- [Data for this exercise]
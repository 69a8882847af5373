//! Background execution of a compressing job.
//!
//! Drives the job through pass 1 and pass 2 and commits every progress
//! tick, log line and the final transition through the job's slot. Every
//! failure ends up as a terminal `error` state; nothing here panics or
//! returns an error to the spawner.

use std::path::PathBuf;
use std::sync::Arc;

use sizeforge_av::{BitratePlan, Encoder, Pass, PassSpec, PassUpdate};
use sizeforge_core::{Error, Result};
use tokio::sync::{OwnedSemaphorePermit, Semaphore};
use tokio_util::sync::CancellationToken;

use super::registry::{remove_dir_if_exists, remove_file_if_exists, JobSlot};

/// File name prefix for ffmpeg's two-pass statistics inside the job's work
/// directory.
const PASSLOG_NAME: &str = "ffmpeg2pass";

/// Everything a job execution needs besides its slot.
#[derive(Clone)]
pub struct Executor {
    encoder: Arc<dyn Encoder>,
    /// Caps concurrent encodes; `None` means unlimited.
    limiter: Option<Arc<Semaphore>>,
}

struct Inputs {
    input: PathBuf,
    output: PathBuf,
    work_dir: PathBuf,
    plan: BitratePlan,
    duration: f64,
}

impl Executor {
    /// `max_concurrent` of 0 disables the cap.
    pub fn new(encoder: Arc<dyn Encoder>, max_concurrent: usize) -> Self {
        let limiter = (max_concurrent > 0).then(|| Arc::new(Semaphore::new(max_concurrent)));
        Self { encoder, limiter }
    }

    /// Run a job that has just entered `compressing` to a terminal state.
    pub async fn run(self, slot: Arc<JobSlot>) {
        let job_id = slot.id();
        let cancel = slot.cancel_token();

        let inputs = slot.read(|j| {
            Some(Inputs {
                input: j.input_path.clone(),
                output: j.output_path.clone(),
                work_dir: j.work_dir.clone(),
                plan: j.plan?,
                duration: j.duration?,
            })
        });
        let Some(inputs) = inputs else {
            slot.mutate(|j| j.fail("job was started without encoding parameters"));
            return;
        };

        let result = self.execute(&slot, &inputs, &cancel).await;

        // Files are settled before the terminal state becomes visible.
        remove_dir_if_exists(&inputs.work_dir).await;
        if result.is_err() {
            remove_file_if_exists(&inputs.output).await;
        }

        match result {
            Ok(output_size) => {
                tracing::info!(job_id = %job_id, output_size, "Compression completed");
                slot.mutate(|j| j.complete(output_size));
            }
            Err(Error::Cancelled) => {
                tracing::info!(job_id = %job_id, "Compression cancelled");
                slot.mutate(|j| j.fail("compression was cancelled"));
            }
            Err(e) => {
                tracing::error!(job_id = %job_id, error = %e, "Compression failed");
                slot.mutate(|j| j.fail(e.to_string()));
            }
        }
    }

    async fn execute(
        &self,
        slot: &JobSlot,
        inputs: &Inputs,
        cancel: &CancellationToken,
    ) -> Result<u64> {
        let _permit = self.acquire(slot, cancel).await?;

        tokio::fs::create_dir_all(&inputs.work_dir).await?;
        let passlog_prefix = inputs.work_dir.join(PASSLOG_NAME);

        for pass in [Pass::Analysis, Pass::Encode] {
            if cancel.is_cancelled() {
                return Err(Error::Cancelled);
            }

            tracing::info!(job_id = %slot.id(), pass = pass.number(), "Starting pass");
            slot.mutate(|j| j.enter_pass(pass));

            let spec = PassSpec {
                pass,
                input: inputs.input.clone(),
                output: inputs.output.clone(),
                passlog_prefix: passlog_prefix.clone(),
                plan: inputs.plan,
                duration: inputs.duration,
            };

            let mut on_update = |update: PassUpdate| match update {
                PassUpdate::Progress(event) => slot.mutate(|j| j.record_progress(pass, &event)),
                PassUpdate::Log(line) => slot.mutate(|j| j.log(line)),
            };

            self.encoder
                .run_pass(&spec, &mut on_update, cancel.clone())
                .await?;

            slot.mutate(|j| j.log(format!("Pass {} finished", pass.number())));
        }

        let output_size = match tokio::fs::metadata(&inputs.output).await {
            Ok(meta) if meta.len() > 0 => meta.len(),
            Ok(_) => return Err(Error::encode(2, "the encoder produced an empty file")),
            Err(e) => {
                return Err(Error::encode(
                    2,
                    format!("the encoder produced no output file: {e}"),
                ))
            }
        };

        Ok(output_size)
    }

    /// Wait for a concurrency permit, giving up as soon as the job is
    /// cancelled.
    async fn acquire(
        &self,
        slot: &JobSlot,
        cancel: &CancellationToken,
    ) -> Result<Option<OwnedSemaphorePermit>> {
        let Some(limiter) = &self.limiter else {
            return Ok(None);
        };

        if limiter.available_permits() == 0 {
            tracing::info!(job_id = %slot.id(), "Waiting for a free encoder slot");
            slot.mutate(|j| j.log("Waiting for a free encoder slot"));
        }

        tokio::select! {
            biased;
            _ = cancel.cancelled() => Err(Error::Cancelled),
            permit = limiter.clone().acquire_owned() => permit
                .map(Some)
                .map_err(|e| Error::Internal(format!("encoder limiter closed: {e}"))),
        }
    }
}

- [Exercise instructions] Once you have gone through the listing, state the number of lines holding the word "await" and nothing else.

- [Answer box] 7